Alternative microinjection options for injection of sperm heads you can use a regular injection pipette. An example of a suitable microinjection method using a conventional pipette for injection head of the sperm into the oocyte hamster described in Yanagida, K., Yanagimachi, R., Perreault, S.D. and R.G. Kleinfeld, Biology of reproduction 44, 440-447 (1991), the disclosure of which relating to such method, included in the references.

Microinjection of sperm head/devoid of the membrane of the sperm head has several advantages. First, the transfer head of the sperm microinjection is applicable to a wide range of types of sperm, regardless of size, morphology and the fact is such. Secondly, microinjection allows together with the injection of the sperm head (head of donor sperm) to carry out a controlled injection of additional agents in the oocyte. Below this is shown in the examples. Thirdly, in the implementation of the invention, where the entry of the sperm head is a piezoelectric microinjection, fast and efficient processing of samples, thus reducing the injury of sperm and oocytes manipulated. The oocytes of some species (e.g., mouse) not amenable microinjection using conventional needles, whereas the piezoelectric microinjection gives a high level of success.

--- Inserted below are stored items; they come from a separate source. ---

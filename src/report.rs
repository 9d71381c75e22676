//! Textual report rendering.
//!
//! A pure projection of already-computed analysis values into the printed
//! report; no scoring or policy decisions happen here.

use crate::analysis::AnalysisResult;

/// Render the human-readable report: header, scores, sentiment trend, the
/// two indicator lists, urgent flags, then the recommendations in HIV-then-
/// mental order.
pub fn render_report(source: &str, analysis: &AnalysisResult, recommendations: &[String]) -> String {
    let mut lines: Vec<String> = Vec::new();

    lines.push("========== Conversation Risk Analysis ==========".to_string());
    lines.push(String::new());
    lines.push(format!("Source file: {}", source));
    lines.push(String::new());

    lines.push("---- Risk Scores (0-100) ----".to_string());
    lines.push(format!("HIV acquisition risk: {}", analysis.scores.hiv));
    lines.push(format!("Mental-health risk: {}", analysis.scores.mental));
    lines.push(String::new());

    lines.push(format!("Sentiment trend: {}", analysis.sentiment_trend));
    lines.push(String::new());

    lines.push("---- HIV indicators detected ----".to_string());
    if analysis.matches.hiv.is_empty() {
        lines.push("  none".to_string());
    } else {
        for (phrase, count) in analysis.matches.hiv.iter() {
            lines.push(format!("  - {} (x{})", phrase, count));
        }
    }
    lines.push(String::new());

    lines.push("---- Mental-health indicators detected ----".to_string());
    if analysis.matches.mental.is_empty() {
        lines.push("  none".to_string());
    } else {
        for (phrase, count) in analysis.matches.mental.iter() {
            lines.push(format!("  - {} (x{})", phrase, count));
        }
    }
    lines.push(String::new());

    lines.push("---- Urgent Red Flags ----".to_string());
    if analysis.urgent.is_empty() {
        lines.push("  none".to_string());
    } else {
        for flag in &analysis.urgent {
            lines.push(format!(
                "  !!! {} @ {} ({}): {}",
                flag.phrase, flag.timestamp, flag.speaker, flag.message
            ));
        }
    }
    lines.push(String::new());

    lines.push("---- NDoH-Aligned Treatment Plan ----".to_string());
    for rec in recommendations {
        lines.push(format!("* {}", rec));
    }

    lines.join("\n")
}

#[cfg(test)]
mod tests {
    use super::*;
    use crate::analysis::{LexiconMatches, RiskScores, SentimentTrend, UrgentFlag};

    fn empty_result() -> AnalysisResult {
        AnalysisResult {
            scores: RiskScores { hiv: 0, mental: 0 },
            matches: LexiconMatches::default(),
            urgent: vec![],
            sentiment_trend: SentimentTrend::Stable,
            raw_sentiments: vec![0],
        }
    }

    #[test]
    fn test_sections_appear_in_contract_order() {
        let report = render_report("chat.txt", &empty_result(), &["a".into(), "b".into()]);
        let order = [
            "Conversation Risk Analysis",
            "Risk Scores",
            "Sentiment trend",
            "HIV indicators",
            "Mental-health indicators",
            "Urgent Red Flags",
            "NDoH-Aligned Treatment Plan",
        ];
        let mut cursor = 0;
        for section in order {
            let position = report[cursor..]
                .find(section)
                .unwrap_or_else(|| panic!("section {:?} missing or out of order", section));
            cursor += position;
        }
    }

    #[test]
    fn test_empty_lists_render_none() {
        let report = render_report("chat.txt", &empty_result(), &[]);
        assert_eq!(report.matches("  none").count(), 3);
    }

    #[test]
    fn test_indicators_and_flags_rendered() {
        let mut result = empty_result();
        result.scores = RiskScores { hiv: 58, mental: 33 };
        result.matches.hiv.record("unprotected sex", 2);
        result.urgent.push(UrgentFlag {
            phrase: "suicide".to_string(),
            timestamp: "05/03/2024, 22:10".to_string(),
            speaker: "Sipho".to_string(),
            message: "talked about suicide".to_string(),
        });

        let report = render_report("chat.txt", &result, &[]);
        assert!(report.contains("HIV acquisition risk: 58"));
        assert!(report.contains("  - unprotected sex (x2)"));
        assert!(report.contains("!!! suicide @ 05/03/2024, 22:10 (Sipho): talked about suicide"));
    }

    #[test]
    fn test_recommendations_keep_given_order() {
        let report = render_report(
            "chat.txt",
            &empty_result(),
            &["first rec".into(), "second rec".into()],
        );
        let first = report.find("* first rec").unwrap();
        let second = report.find("* second rec").unwrap();
        assert!(first < second);
    }
}
use std::path::PathBuf;
use thiserror::Error;

pub type Result<T> = std::result::Result<T, OverlayError>;

#[derive(Error, Debug)]
pub enum OverlayError {
    #[error("link {link}: {field} {reason} (got {value:?})")]
    InvalidGeometry {
        link: usize,
        field: &'static str,
        value: String,
        reason: &'static str,
    },

    #[error("failed to load icon {}: {reason}", .path.display())]
    IconLoadFailure { path: PathBuf, reason: String },

    #[error("unsupported media format: {0}")]
    UnsupportedFormat(String),

    #[error("failed to decode {}: {source}", .path.display())]
    Decode {
        path: PathBuf,
        #[source]
        source: image::ImageError,
    },

    #[error("failed to encode {}: {source}", .path.display())]
    Encode {
        path: PathBuf,
        #[source]
        source: image::ImageError,
    },

    #[error("invalid overlay spec: {0}")]
    Spec(String),

    #[error("encoder error: {0}")]
    Encoder(String),

    #[error(transparent)]
    Io(#[from] std::io::Error),
}

impl OverlayError {
    pub fn kind(&self) -> &'static str {
        match self {
            OverlayError::InvalidGeometry { .. } => "invalid_geometry",
            OverlayError::IconLoadFailure { .. } => "icon_load_failure",
            OverlayError::UnsupportedFormat(_) => "unsupported_format",
            OverlayError::Decode { .. } => "decode",
            OverlayError::Encode { .. } => "encode",
            OverlayError::Spec(_) => "spec",
            OverlayError::Encoder(_) => "encoder",
            OverlayError::Io(_) => "io",
        }
    }
}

Activation of fertilized oocytes

It is known that the mouse oocyte can be activated by injection of a single intact mouse sperm or isolated head. Isolated the tail of the sperm is not able to activate the oocyte. Active originating from sperm oocyte - activating factor(s) usually occurs during the transformation of spherical Spermatid in sperm. The effect of these factors is not strictly species-specific, because the mouse oocytes are activated by injection of spermatozoa of other species, such as the hamster, rabbit, pig, man and even fish. There is a message that one such activating factor is a protein, the size of 33 kilo-Dalt is on and staying in the area of the Equatorial segment of the acrosome. This protein, called oscillon, easily extracted from the Mature sperm cells (hamster) simple freezing and thawing. In addition ozilline Mature sperm, obviously, is another triggering factor, which is not easy to extract, but you can get the serial processing of sperm Triton X-100 and SDS. However, it is unknown whether easily extracted oscillon and frozen/thawed, resistant to extraction factors of biologically and chemically identical.

It is known that the head of the sperm, the processed sound in the presence of Triton X-100, lose all parts except engine and perinuclear materials. However, after microsurgical the introduction of such oocytes treated with Triton X-100 heads of sperm (having a core and perinuclear material, but without the plasma membrane) can activate oocytes as effectively as intact spermatozoa.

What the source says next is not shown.